▶ **DATASET**
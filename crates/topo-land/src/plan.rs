use std::fs;
use std::path::Path;

use serde::{Deserialize, Serialize};
use topo_core::errors::{ErrorInfo, TopoError};
use topo_core::functions::{Camelback, DoubleWell, Quadratic, Schwefel};
use topo_core::{Bounds, LbfgsConfig, Potential};
use topo_network::SimilarityConfig;
use topo_search::{BasinHoppingConfig, HefConfig, NebConfig};

use crate::sampling::SamplingConfig;
use crate::serde::{from_yaml_slice, stable_hash_string, to_yaml_string};

/// Built-in surface to explore, selected by `kind`.
#[derive(Debug, Clone, PartialEq, Serialize, Deserialize, Default)]
#[serde(tag = "kind", rename_all = "kebab-case")]
pub enum PotentialSpec {
    /// Schwefel function on `[-500, 500]^dimension`.
    Schwefel {
        /// Number of coordinates.
        dimension: usize,
    },
    /// Six-hump camelback in two dimensions.
    #[default]
    Camelback,
    /// Sum of quartic double wells.
    DoubleWell {
        /// Number of coordinates.
        dimension: usize,
        /// Coupling stiffness between neighbouring coordinates.
        #[serde(default)]
        stiffness: f64,
    },
    /// Weighted quadratic bowl.
    Quadratic {
        /// `(min, max)` per coordinate.
        bounds: Vec<(f64, f64)>,
        /// Location of the minimum.
        centre: Vec<f64>,
        /// Per-coordinate curvature.
        weights: Vec<f64>,
    },
}

impl PotentialSpec {
    /// Instantiates the surface.
    pub fn build(&self) -> Result<Box<dyn Potential>, TopoError> {
        Ok(match self {
            PotentialSpec::Schwefel { dimension } => Box::new(Schwefel::new(*dimension)?),
            PotentialSpec::Camelback => Box::new(Camelback::new()),
            PotentialSpec::DoubleWell {
                dimension,
                stiffness,
            } => Box::new(DoubleWell::new(*dimension, *stiffness)?),
            PotentialSpec::Quadratic {
                bounds,
                centre,
                weights,
            } => Box::new(Quadratic::new(
                Bounds::new(bounds)?,
                centre.clone(),
                weights.clone(),
            )?),
        })
    }
}

/// Where and under which name network files are written.
#[derive(Debug, Clone, PartialEq, Eq, Serialize, Deserialize, Default)]
pub struct OutputSpec {
    /// Suffix appended to every network file name.
    #[serde(default)]
    pub suffix: String,
}

/// Deterministic exploration plan: one surface, every tunable, and the number
/// of basin-hopping plus landscape cycles to run.
#[derive(Debug, Clone, PartialEq, Serialize, Deserialize)]
pub struct Plan {
    /// Master seed; each cycle derives its own substream.
    pub seed: u64,
    /// Surface to explore.
    #[serde(default)]
    pub potential: PotentialSpec,
    /// Deduplication criteria.
    #[serde(default)]
    pub similarity: SimilarityConfig,
    /// Local minimiser settings.
    #[serde(default)]
    pub minimizer: LbfgsConfig,
    /// Global optimisation settings.
    #[serde(default)]
    pub basin_hopping: BasinHoppingConfig,
    /// Path search settings.
    #[serde(default)]
    pub neb: NebConfig,
    /// Saddle refinement settings.
    #[serde(default)]
    pub hef: HefConfig,
    /// Pair selection and parallelism.
    #[serde(default)]
    pub sampling: SamplingConfig,
    /// Number of basin-hopping + landscape rounds.
    #[serde(default = "default_cycles")]
    pub cycles: usize,
    /// Output naming.
    #[serde(default)]
    pub output: OutputSpec,
}

fn default_cycles() -> usize {
    1
}

impl Default for Plan {
    fn default() -> Self {
        Self {
            seed: 0,
            potential: PotentialSpec::default(),
            similarity: SimilarityConfig::default(),
            minimizer: LbfgsConfig::default(),
            basin_hopping: BasinHoppingConfig::default(),
            neb: NebConfig::default(),
            hef: HefConfig::default(),
            sampling: SamplingConfig::default(),
            cycles: default_cycles(),
            output: OutputSpec::default(),
        }
    }
}

impl Plan {
    /// Returns the deterministic hash associated with the plan contents.
    pub fn plan_hash(&self) -> Result<String, TopoError> {
        stable_hash_string(self)
    }

    /// Produces a YAML representation of the plan.
    pub fn to_yaml_string(&self) -> Result<String, TopoError> {
        to_yaml_string(self)
    }
}

/// Loads a plan from disk.
pub fn load_plan<P: AsRef<Path>>(path: P) -> Result<Plan, TopoError> {
    let plan_path = path.as_ref();
    let bytes = fs::read(plan_path).map_err(|err| {
        TopoError::Serde(
            ErrorInfo::new("plan-read", err.to_string())
                .with_context("path", plan_path.display().to_string()),
        )
    })?;
    from_yaml_slice(&bytes)
}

▶ **WORK TO COMPLETE**
Exactly as given, repeat every record above.

▶ **SOLUTION FOR THIS EXERCISE**
filename crates/topo-land/src/plan.rs
use std::fs;
use std::path::Path;

use serde::{Deserialize, Serialize};
use topo_core::errors::{ErrorInfo, TopoError};
use topo_core::functions::{Camelback, DoubleWell, Quadratic, Schwefel};
use topo_core::{Bounds, LbfgsConfig, Potential};
use topo_network::SimilarityConfig;
use topo_search::{BasinHoppingConfig, HefConfig, NebConfig};

use crate::sampling::SamplingConfig;
use crate::serde::{from_yaml_slice, stable_hash_string, to_yaml_string};

/// Built-in surface to explore, selected by `kind`.
#[derive(Debug, Clone, PartialEq, Serialize, Deserialize, Default)]
#[serde(tag = "kind", rename_all = "kebab-case")]
pub enum PotentialSpec {
    /// Schwefel function on `[-500, 500]^dimension`.
    Schwefel {
        /// Number of coordinates.
        dimension: usize,
    },
    /// Six-hump camelback in two dimensions.
    #[default]
    Camelback,
    /// Sum of quartic double wells.
    DoubleWell {
        /// Number of coordinates.
        dimension: usize,
        /// Coupling stiffness between neighbouring coordinates.
        #[serde(default)]
        stiffness: f64,
    },
    /// Weighted quadratic bowl.
    Quadratic {
        /// `(min, max)` per coordinate.
        bounds: Vec<(f64, f64)>,
        /// Location of the minimum.
        centre: Vec<f64>,
        /// Per-coordinate curvature.
        weights: Vec<f64>,
    },
}

impl PotentialSpec {
    /// Instantiates the surface.
    pub fn build(&self) -> Result<Box<dyn Potential>, TopoError> {
        Ok(match self {
            PotentialSpec::Schwefel { dimension } => Box::new(Schwefel::new(*dimension)?),
            PotentialSpec::Camelback => Box::new(Camelback::new()),
            PotentialSpec::DoubleWell {
                dimension,
                stiffness,
            } => Box::new(DoubleWell::new(*dimension, *stiffness)?),
            PotentialSpec::Quadratic {
                bounds,
                centre,
                weights,
            } => Box::new(Quadratic::new(
                Bounds::new(bounds)?,
                centre.clone(),
                weights.clone(),
            )?),
        })
    }
}

/// Where and under which name network files are written.
#[derive(Debug, Clone, PartialEq, Eq, Serialize, Deserialize, Default)]
pub struct OutputSpec {
    /// Suffix appended to every network file name.
    #[serde(default)]
    pub suffix: String,
}

/// Deterministic exploration plan: one surface, every tunable, and the number
/// of basin-hopping plus landscape cycles to run.
#[derive(Debug, Clone, PartialEq, Serialize, Deserialize)]
pub struct Plan {
    /// Master seed; each cycle derives its own substream.
    pub seed: u64,
    /// Surface to explore.
    #[serde(default)]
    pub potential: PotentialSpec,
    /// Deduplication criteria.
    #[serde(default)]
    pub similarity: SimilarityConfig,
    /// Local minimiser settings.
    #[serde(default)]
    pub minimizer: LbfgsConfig,
    /// Global optimisation settings.
    #[serde(default)]
    pub basin_hopping: BasinHoppingConfig,
    /// Path search settings.
    #[serde(default)]
    pub neb: NebConfig,
    /// Saddle refinement settings.
    #[serde(default)]
    pub hef: HefConfig,
    /// Pair selection and parallelism.
    #[serde(default)]
    pub sampling: SamplingConfig,
    /// Number of basin-hopping + landscape rounds.
    #[serde(default = "default_cycles")]
    pub cycles: usize,
    /// Output naming.
    #[serde(default)]
    pub output: OutputSpec,
}

fn default_cycles() -> usize {
    1
}

impl Default for Plan {
    fn default() -> Self {
        Self {
            seed: 0,
            potential: PotentialSpec::default(),
            similarity: SimilarityConfig::default(),
            minimizer: LbfgsConfig::default(),
            basin_hopping: BasinHoppingConfig::default(),
            neb: NebConfig::default(),
            hef: HefConfig::default(),
            sampling: SamplingConfig::default(),
            cycles: default_cycles(),
            output: OutputSpec::default(),
        }
    }
}

impl Plan {
    /// Returns the deterministic hash associated with the plan contents.
    pub fn plan_hash(&self) -> Result<String, TopoError> {
        stable_hash_string(self)
    }

    /// Produces a YAML representation of the plan.
    pub fn to_yaml_string(&self) -> Result<String, TopoError> {
        to_yaml_string(self)
    }
}

/// Loads a plan from disk.
pub fn load_plan<P: AsRef<Path>>(path: P) -> Result<Plan, TopoError> {
    let plan_path = path.as_ref();
    let bytes = fs::read(plan_path).map_err(|err| {
        TopoError::Serde(
            ErrorInfo::new("plan-read", err.to_string())
                .with_context("path", plan_path.display().to_string()),
        )
    })?;
    from_yaml_slice(&bytes)
}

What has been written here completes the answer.